Are Limited Networks Necessary to Reduce Health Care Costs?

Posted on September 10, 2014 I Written By

Andy Oram is an editor at O’Reilly Media, a highly respected book publisher and technology information provider. An employee of the company since 1992, Andy currently specializes in open source, software engineering, and health IT, but his editorial output has ranged from a legal guide covering intellectual property to a graphic novel about teenage hackers. His articles have appeared often on EMR & EHR and other blogs in the health IT space.

Andy also writes often for O’Reilly’s Radar site (http://oreilly.com/) and other publications on policy issues related to the Internet and on trends affecting technical innovation and its effects on society. Print publications where his work has appeared include The Economist, Communications of the ACM, Copyright World, the Journal of Information Technology & Politics, Vanguardia Dossier, and Internet Law and Business. Conferences where he has presented talks include O’Reilly’s Open Source Convention, FISL (Brazil), FOSDEM, and DebConf.

Among the dirty words most hated by health care consumers–such as “capitation” and “insufficient medical necessity”–a special anxiety infuses the term “out-of-network.” Everybody harbors the fear that the world-famous specialist who can provide a miracle cure for a rare disease he or she may unexpectedly suffer from will be unavailable due to insurance limitations. So it’s worth asking whether limited networks save money, and whether they improve or degrade health care.

As I understand it, four reasons are seen for limiting the doctors covered by an insurance plan.

Increased utilization of approved facilities

This is a pure business concern, not a quality concern. If you can channel patients back into a few hospitals and clinics, you can keep your beds filled and save the money wasted when bored staff sit around posting travel photos to Instagram.

Excluding expensive facilities

Another business concern. Studies have shown no correlation between the prices charged by health care providers–including world-famous facilities and prestigious academic settings–and the quality of outcomes. So just by artificially lopping off the institutions that charge a lot, insurers can save money while still serving their recipients well.

Better coordination of care

Now we move beyond the bean-counters and enter into real issues of quality. Supposedly, institutions that know each other through frequent referrals can work more closely together, making sure that post-discharge plans are followed and patients are kept on track for improvement. There is no guarantee that such coordination will happen, but it’s a goal of health reform and underlies the Accountable Care Organization (ACO) model.

More intensive use of primary care providers

Ideally, every professional in health care would develop a holistic understanding of the patient and think long-term. In practice, the PCP is most likely to do so. (With the intensified use they’ve seen over the past several years, and consequent shortening of time spent with each patient, this valuable perspective may be less common.) If a limited network can encourage the patient to rely more on his PCP, it may keep him healthier.

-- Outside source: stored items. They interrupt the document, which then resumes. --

//! Metrics endpoint handler.
//!
//! Every request runs one discovery pass, scrapes all endpoints concurrently,
//! merges their families with the proxy's own and encodes the result in the
//! negotiated format. Nothing is cached between requests.

use axum::{
    extract::State,
    http::{header, HeaderMap, HeaderValue, StatusCode},
    response::{IntoResponse, Response},
};
use tracing::{debug, error, instrument};

use crate::discovery::DiscoveryError;
use crate::exposition::Format;
use crate::merge::merge;
use crate::response::{encode_snapshot, gzip_accepted, EncodedBody};
use crate::state::SharedState;
use crate::telemetry::TelemetryError;

/// Whole-request failures of the metrics endpoint.
#[derive(Debug, thiserror::Error)]
pub enum MetricsError {
    #[error(transparent)]
    Discovery(#[from] DiscoveryError),

    #[error(transparent)]
    Telemetry(#[from] TelemetryError),

    #[error("failed to encode response: {0}")]
    Encode(#[from] std::io::Error),
}

impl IntoResponse for MetricsError {
    fn into_response(self) -> Response {
        (StatusCode::INTERNAL_SERVER_ERROR, self.to_string()).into_response()
    }
}

impl IntoResponse for EncodedBody {
    fn into_response(self) -> Response {
        let mut response = self.body.into_response();
        let headers = response.headers_mut();
        headers.insert(
            header::CONTENT_TYPE,
            HeaderValue::from_static(self.content_type),
        );
        if self.gzip {
            headers.insert(header::CONTENT_ENCODING, HeaderValue::from_static("gzip"));
        }
        response
    }
}

/// Handler for the metrics endpoint.
#[instrument(skip(state, headers))]
pub async fn metrics_handler(
    State(state): State<SharedState>,
    headers: HeaderMap,
) -> Result<EncodedBody, MetricsError> {
    let _timer = state.metrics.start_timer();
    state.metrics.scrape_count.inc();
    debug!("Processing metrics request");

    let format = Format::negotiate(
        headers
            .get(header::ACCEPT)
            .and_then(|value| value.to_str().ok()),
    );
    let gzip = gzip_accepted(&headers);

    let endpoints = match state.discoverer.discover().await {
        Ok(endpoints) => endpoints,
        Err(e) => {
            error!("Failed to discover sockets: {}", e);
            state.metrics.scrape_failed_count.inc();
            return Err(e.into());
        }
    };
    debug!("Discovered {} endpoints", endpoints.len());

    let results = state.coordinator.scrape_all(endpoints).await;

    let self_families = state.metrics.gather().map_err(|e| {
        error!("Failed to gather self metrics: {}", e);
        e
    })?;

    let snapshot = merge(self_families, results);

    let body = encode_snapshot(&snapshot, format, gzip, &state.buffers).map_err(|e| {
        error!("Failed to finish response body: {}", e);
        e
    })?;

    debug!(
        "Serving {} families as {} ({} bytes)",
        snapshot.len(),
        body.content_type,
        body.body.len()
    );
    Ok(body)
}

I was stimulated to write this article by a recent paper by the National Bureau of Economic Research (NBER) examining the costs of health care in my state, Massachusetts. The statistical models used in this article are hard for non-specialists like me to get their heads around, but the study looks well-grounded (as one would expect from the NBER, one of the country’s leading research institutions) and the conclusions are reassuring.

People who choose limited networks pay much less, mostly because the premiums for such networks rise much more slowly than for broad networks (p. 12). The Commonwealth of Massachusetts also benefited from cost savings. Although the data provide very little on which to judge the quality of outcomes, the few statistics available on such measures as inpatient spending and emergency room visits (p. 25) indicate that quality of care for limited networks is at least as good as for broad ones.

As one might expect, the narrow plans deliberately excluded expensive health care providers (pp. 5-6).

The one variable I’m not sure the authors could control for is the possibility that healthier people were more likely to choose limited plans (p. 27), and that costs might naturally be lower for such individuals. I will have to trust that the authors took this possibility into account.

The challenge I’d like to toss into the ring is this: couldn’t a rational health care system achieve all the benefits of limited plans while allowing patients to see anyone they want? Let’s consider again the four benefits I mentioned earlier:

Increased utilization of approved facilities

A rational health care system would pay for outcome instead of utilization, encouraging hospitals and clinics to put their spending where it was needed and hold back from expensive purchases that require excess use to pay off.

Excluding expensive facilities

A rational system would collect and publicize quality measures, and place some of the financial burden on patients to encourage them to do some price-shopping. Both of these innovations are starting to be seen. Idealists among us can even hope for a standard set of fees to replace the current chaotic negotiations between provider and payers.

Better coordination of care

If patient data was stored in a standardized format–preferably by the patient herself–all providers would have access, and a fee-for-value reimbursement model would encourage them to work together for better outcomes.

More intensive use of primary care providers

A holistic approach to health–which would reach outside the individual doctor’s office to the whole community in which the patient lives–would make the PCP the natural starting point for all health issues and give PCPs the tools to maintain patient health year-round.

So even though I acknowledge the value of ACOs and other forms of limited networks so long as our current health care system is limping along, the need for that kind of trade-off could end if we lift our eyes a little higher, look farther toward the future, and make strides toward better goals.